---------- MATERIAL FOR THE TASK ----------

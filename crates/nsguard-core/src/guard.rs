//! Namespace deletion guard
//!
//! Runs the ordered safety checks that must all pass before a namespace may be
//! deleted:
//!
//! 1. the namespace is public
//! 2. the operator is a master of the app
//! 3. no instance uses the main branch (skippable)
//! 4. no instance uses the gray branch's latest release (skippable)
//! 5. linked namespaces stop here
//! 6. no other app is associated with the public namespace
//!
//! A failed stage short-circuits every later one. A passing run opens the
//! confirmation dialog; the delete itself only happens on `confirm`.

use std::collections::HashMap;
use std::sync::Arc;

use nsguard_common::{DELETE_FAILED_TITLE, GuardError};
use parking_lot::Mutex;
use tokio::sync::broadcast;
use tokio::sync::broadcast::error::RecvError;
use tracing::{Instrument, debug, error, info, info_span, warn};
use uuid::Uuid;

use crate::config::GuardConfig;
use crate::event::{EventBus, EventEnvelope, GuardEvent};
use crate::executor::DeleteExecutor;
use crate::model::{
    AbortContext, AbortReason, AssociatedNamespace, Namespace, NamespaceKey, PipelineOutcome,
    SkipCheck, SkipChecks,
};
use crate::provider::{
    NamespaceProvider, NotificationSink, PermissionProvider, Presentation, UserProvider,
};

/// Message shown when a private namespace is submitted
pub const NOT_PUBLIC_TEXT: &str = "A private namespace cannot be deleted";

/// Collaborators of the guard
#[derive(Clone)]
pub struct GuardProviders {
    pub users: Arc<dyn UserProvider>,
    pub permissions: Arc<dyn PermissionProvider>,
    pub namespaces: Arc<dyn NamespaceProvider>,
    pub notifier: Arc<dyn NotificationSink>,
    pub presentation: Arc<dyn Presentation>,
}

/// Result of the permission stage, local to one attempt
#[derive(Debug, Clone, Default)]
struct PermissionCheck {
    master_users: Vec<String>,
    is_app_master_user: bool,
}

/// Guards namespace deletion behind the safety checks
pub struct DeletionGuard {
    users: Arc<dyn UserProvider>,
    permissions: Arc<dyn PermissionProvider>,
    namespaces: Arc<dyn NamespaceProvider>,
    notifier: Arc<dyn NotificationSink>,
    presentation: Arc<dyn Presentation>,
    executor: DeleteExecutor,
    bus: EventBus,
    /// Namespaces whose confirmation dialog is open, as captured when it opened
    pending: Mutex<HashMap<NamespaceKey, Namespace>>,
}

impl DeletionGuard {
    pub fn new(providers: GuardProviders, config: &GuardConfig, bus: EventBus) -> Self {
        let executor = DeleteExecutor::new(
            providers.namespaces.clone(),
            providers.notifier.clone(),
            providers.presentation.clone(),
            config.reload_delay(),
        )
        .with_event_bus(bus.clone());

        Self {
            users: providers.users,
            permissions: providers.permissions,
            namespaces: providers.namespaces,
            notifier: providers.notifier,
            presentation: providers.presentation,
            executor,
            bus,
            pending: Mutex::new(HashMap::new()),
        }
    }

    pub fn event_bus(&self) -> &EventBus {
        &self.bus
    }

    /// Namespace awaiting confirmation under `key`, if any
    pub fn pending(&self, key: &NamespaceKey) -> Option<Namespace> {
        self.pending.lock().get(key).cloned()
    }

    /// Run the checks for one deletion attempt
    ///
    /// Performs no side effect besides collaborator lookups. `Err` means a
    /// collaborator failed, never that a check rejected the namespace.
    pub async fn evaluate(
        &self,
        namespace: &Namespace,
        skip_checks: &SkipChecks,
    ) -> Result<PipelineOutcome, GuardError> {
        if !namespace.is_public {
            return Ok(PipelineOutcome::abort(
                AbortReason::NotPublic,
                AbortContext::None,
            ));
        }

        let permission = self.check_permission(namespace).await?;
        if !permission.is_app_master_user {
            return Ok(PipelineOutcome::abort(
                AbortReason::NoPermission,
                AbortContext::MasterUsers(permission.master_users),
            ));
        }

        if let Some(outcome) = check_master_instance(namespace, skip_checks) {
            return Ok(outcome);
        }

        if let Some(outcome) = check_branch_instance(namespace, skip_checks) {
            return Ok(outcome);
        }

        if namespace.is_linked_namespace {
            debug!("Linked namespace, association check not applicable");
            return Ok(PipelineOutcome::Proceed);
        }

        let associated = self.other_app_associations(namespace).await?;
        if !associated.is_empty() {
            return Ok(PipelineOutcome::abort(
                AbortReason::PublicNamespace,
                AbortContext::AssociatedNamespaces(associated),
            ));
        }

        Ok(PipelineOutcome::Proceed)
    }

    /// Handle a deletion request and deliver its outcome
    ///
    /// On success the confirmation dialog is shown. Rejections are announced
    /// on the bus; the private and permission rejections are also shown to the
    /// operator directly.
    pub async fn handle(
        &self,
        namespace: Namespace,
        skip_checks: Option<SkipChecks>,
    ) -> Result<PipelineOutcome, GuardError> {
        let skip_checks = skip_checks.unwrap_or_default();
        let span = info_span!(
            "delete_guard",
            attempt = %Uuid::new_v4(),
            namespace = %namespace.key()
        );

        async move {
            let key = namespace.key();
            self.pending.lock().remove(&key);
            self.bus.emit(GuardEvent::PipelineStarted {
                namespace: namespace.clone(),
            });

            match self.evaluate(&namespace, &skip_checks).await {
                Ok(PipelineOutcome::Proceed) => {
                    info!("All deletion checks passed");
                    self.pending.lock().insert(key, namespace.clone());
                    self.presentation.show_confirm_dialog(&namespace);
                    Ok(PipelineOutcome::Proceed)
                }
                Ok(PipelineOutcome::Abort { reason, context }) => {
                    warn!(reason = %reason, "Deletion refused");
                    self.notify_rejection(reason, &context);
                    self.bus.emit(GuardEvent::DeleteNamespaceFailed {
                        namespace,
                        reason,
                        context: context.clone(),
                    });
                    Ok(PipelineOutcome::Abort { reason, context })
                }
                Err(e) => {
                    error!(error = %e, "Deletion checks could not complete");
                    self.notifier.error(&e.to_string(), DELETE_FAILED_TITLE);
                    self.bus.emit(GuardEvent::PipelineErrored {
                        namespace,
                        message: e.to_string(),
                    });
                    Err(e)
                }
            }
        }
        .instrument(span)
        .await
    }

    /// Delete the namespace whose confirmation dialog for `key` was answered
    ///
    /// Uses the namespace captured when that dialog opened. Fails with
    /// `IllegalArgument` when no dialog for `key` is open.
    pub async fn confirm(&self, key: &NamespaceKey) -> Result<(), GuardError> {
        let namespace = self.pending(key).ok_or_else(|| {
            GuardError::IllegalArgument(format!(
                "namespace '{}' is not pending confirmation",
                key
            ))
        })?;

        self.executor.execute(&namespace).await?;

        let mut pending = self.pending.lock();
        if pending.get(key) == Some(&namespace) {
            pending.remove(key);
        }
        Ok(())
    }

    /// Serve deletion requests from the bus one at a time until shutdown
    ///
    /// Subscribes before returning, so a request raised right after this call
    /// is served even if the returned future has not been polled yet.
    pub fn run(
        self: Arc<Self>,
        shutdown: broadcast::Receiver<()>,
    ) -> impl Future<Output = ()> + Send + 'static {
        let receiver = self.bus.subscribe();
        self.serve(receiver, shutdown)
    }

    async fn serve(
        self: Arc<Self>,
        mut receiver: broadcast::Receiver<EventEnvelope>,
        mut shutdown: broadcast::Receiver<()>,
    ) {
        info!("Deletion guard listening for delete requests");

        loop {
            tokio::select! {
                _ = shutdown.recv() => {
                    info!("Deletion guard shutting down");
                    break;
                }
                received = receiver.recv() => match received {
                    Ok(envelope) => {
                        if let GuardEvent::PreDeleteNamespace { namespace, skip_checks } =
                            envelope.event
                        {
                            // Outcome is delivered through the bus and collaborators
                            let _ = self.handle(namespace, skip_checks).await;
                        }
                    }
                    Err(RecvError::Lagged(skipped)) => {
                        warn!(skipped, "Deletion guard lagged behind the event bus");
                    }
                    Err(RecvError::Closed) => break,
                },
            }
        }
    }

    async fn check_permission(
        &self,
        namespace: &Namespace,
    ) -> Result<PermissionCheck, GuardError> {
        let current_user = self.users.load_current_user().await?;
        let role_users = self.permissions.app_role_users(&namespace.app_id).await?;

        let mut check = PermissionCheck::default();
        for user in role_users.master_users {
            if user.user_id == current_user.user_id {
                check.is_app_master_user = true;
            }
            check.master_users.push(user.user_id);
        }

        debug!(
            user = %current_user.user_id,
            is_master = check.is_app_master_user,
            "Permission checked"
        );
        Ok(check)
    }

    async fn other_app_associations(
        &self,
        namespace: &Namespace,
    ) -> Result<Vec<AssociatedNamespace>, GuardError> {
        let associated = self
            .namespaces
            .associated_namespaces(&namespace.app_id, namespace.env, &namespace.namespace_name)
            .await?;

        Ok(associated
            .into_iter()
            .filter(|ns| ns.app_id != namespace.app_id)
            .collect())
    }

    fn notify_rejection(&self, reason: AbortReason, context: &AbortContext) {
        match (reason, context) {
            (AbortReason::NotPublic, _) => {
                self.notifier.error(NOT_PUBLIC_TEXT, DELETE_FAILED_TITLE);
            }
            (AbortReason::NoPermission, AbortContext::MasterUsers(masters)) => {
                let text = format!(
                    "Only app masters can delete a namespace, please ask one of [{}]",
                    masters.join(", ")
                );
                self.notifier.error(&text, DELETE_FAILED_TITLE);
            }
            // Left to subscribers of the failure event
            _ => {}
        }
    }
}

fn check_master_instance(
    namespace: &Namespace,
    skip_checks: &SkipChecks,
) -> Option<PipelineOutcome> {
    if skip_checks.skips(SkipCheck::MasterInstance) || namespace.instances_count == 0 {
        return None;
    }
    Some(PipelineOutcome::abort(
        AbortReason::MasterInstance,
        AbortContext::SkipChecks(*skip_checks),
    ))
}

fn check_branch_instance(
    namespace: &Namespace,
    skip_checks: &SkipChecks,
) -> Option<PipelineOutcome> {
    if skip_checks.skips(SkipCheck::BranchInstance)
        || !namespace.has_branch()
        || namespace.branch_instances() == 0
    {
        return None;
    }
    Some(PipelineOutcome::abort(
        AbortReason::BranchInstance,
        AbortContext::SkipChecks(*skip_checks),
    ))
}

----------

DESCRIPTION OF THE TASK - Copy every line from the records above that contains the word "permissions".

PROBLEM SOLUTION -
    pub permissions: Arc<dyn PermissionProvider>,
    permissions: Arc<dyn PermissionProvider>,
            permissions: providers.permissions,
        let role_users = self.permissions.app_role_users(&namespace.app_id).await?;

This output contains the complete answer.